Looking for example code on deploying CNN models that run inferencing on a live camera feed

I’m using a frozen model (.pb/.uff) which I would like to deploy onto the Drive PX to run inferencing on the live camera feed from an AR0231 camera attached to the Drive PX’s A camera group. Unfortunately, I cannot find any documentation on camera inferencing on a host Drive PX and would appreciate any help.

Hi,

Since the Drive PX2 is based on TX2 I think GstInference can be of some help to you. It is an open-source project from Ridgerun that provides a framework for integrating CNN model into GStreamer. You can use it to run inference on a GStreamer camera stream.

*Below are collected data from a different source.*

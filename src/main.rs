//! Binary entrypoint: argument parsing, logging setup, and dispatch.

use std::net::SocketAddr;
use std::path::{Path, PathBuf};
use std::sync::Arc;

use anyhow::Result;
use clap::{Parser, Subcommand};
use tracing_subscriber::{layer::SubscriberExt, util::SubscriberInitExt};

use emberagent::bootstrap;
use emberagent::channels::repl::ReplChannel;
use emberagent::channels::web::server::{GatewayState, start_server};
use emberagent::cli::config::{ConfigSubcommand, run_config_command};
use emberagent::cli::doctor::run_doctor_command;
use emberagent::config::Config;

#[derive(Parser)]
#[command(name = "emberagent")]
#[command(version)]
#[command(about = "Attestation-gated conversational DeFi agent for the Flare network")]
struct Cli {
    /// Configuration file path
    #[arg(short, long, global = true, env = "EMBERAGENT_CONFIG")]
    config: Option<PathBuf>,

    /// Log as JSON lines instead of human-readable text
    #[arg(long, global = true)]
    log_json: bool,

    #[command(subcommand)]
    command: Commands,
}

#[derive(Subcommand)]
enum Commands {
    /// Start the HTTP gateway
    Serve,
    /// Chat with the agent in this terminal
    Repl {
        /// Send one message, print the reply, and exit
        #[arg(short, long)]
        message: Option<String>,
    },
    /// Run health diagnostics
    Doctor {
        /// Exit non-zero when any check fails
        #[arg(long)]
        strict: bool,
    },
    /// Inspect and edit the config file
    Config {
        #[command(subcommand)]
        command: ConfigSubcommand,
    },
}

#[tokio::main]
async fn main() -> Result<()> {
    let cli = Cli::parse();

    // Env files first so a RUST_LOG set there reaches the subscriber.
    let _ = dotenvy::dotenv();
    bootstrap::load_emberagent_env();
    init_tracing(cli.log_json);

    match cli.command {
        Commands::Serve => serve(cli.config.as_deref()).await,
        Commands::Repl { message } => repl(cli.config.as_deref(), message).await,
        Commands::Doctor { strict } => run_doctor_command(cli.config.as_deref(), strict).await,
        Commands::Config { command } => run_config_command(command, cli.config.as_deref()),
    }
}

/// Logs go to stderr so the REPL owns stdout.
fn init_tracing(json: bool) {
    let filter = tracing_subscriber::EnvFilter::try_from_default_env()
        .unwrap_or_else(|_| "emberagent=info,tower_http=warn".into());
    if json {
        tracing_subscriber::registry()
            .with(filter)
            .with(
                tracing_subscriber::fmt::layer()
                    .json()
                    .with_writer(std::io::stderr),
            )
            .init();
    } else {
        tracing_subscriber::registry()
            .with(filter)
            .with(tracing_subscriber::fmt::layer().with_writer(std::io::stderr))
            .init();
    }
}

async fn serve(config_path: Option<&Path>) -> Result<()> {
    let config = Config::load_with_toml(config_path)?;
    let agent = Arc::new(bootstrap::build_agent(&config)?);

    let addr: SocketAddr = format!("{}:{}", config.gateway.host, config.gateway.port)
        .parse()
        .map_err(|e| {
            anyhow::anyhow!(
                "invalid gateway address {}:{}: {e}",
                config.gateway.host,
                config.gateway.port
            )
        })?;

    let state = Arc::new(GatewayState::new(agent));
    let bound = start_server(
        addr,
        state.clone(),
        config.gateway.auth_token.clone(),
        &config.gateway.cors_origins,
    )
    .await?;
    tracing::info!(address = %bound, "web gateway listening");

    tokio::signal::ctrl_c().await?;
    tracing::info!("shutting down");
    state.trigger_shutdown().await;
    Ok(())
}

async fn repl(config_path: Option<&Path>, message: Option<String>) -> Result<()> {
    let config = Config::load_with_toml(config_path)?;
    let agent = bootstrap::build_agent(&config)?;
    let channel = match message {
        Some(message) => ReplChannel::with_message(message),
        None => ReplChannel::new(),
    };
    channel.run(&agent).await?;
    Ok(())
}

Right now only a few models are supported (Inception, TinyYOLO, FaceNet, ResNet, and MobileNet) and two backends (TensorFlow and NCSDK), but adding support for new models is easy and only involves implementing your model’s pre-process and post-process on the placeholder functions we provide.

If you want to know mode about GstInference, please check our repo and wiki page:
https://github.com/RidgeRun/gst-inference
https://developer.ridgerun.com/wiki/index.php?title=GstInference

Hi @miguel.taylor ,
Can you share more on how to retrain MobileNet V2 300x300 for detection using DeepStream?
If you have done so, can you let me know your inference speed?

And, how many RTSP cameras can you connect using dGPU for inferencing with DeepStream?

Thanks,

Can you share more on how to retrain MobileNet V2 300x300 for detection using DeepStream?

We haven’t used MobileNet with DeepStream, only with GstIference. But it should be trivial to use it with DeepStream by training the Caffe implementation and using the model files to generate an engine.

If you have done so, can you let me know your inference speed?
And, how many RTSP cameras can you connect using dGPU for inferencing with DeepStream?

As I said, we haven’t tested MobileNet with DeepStream.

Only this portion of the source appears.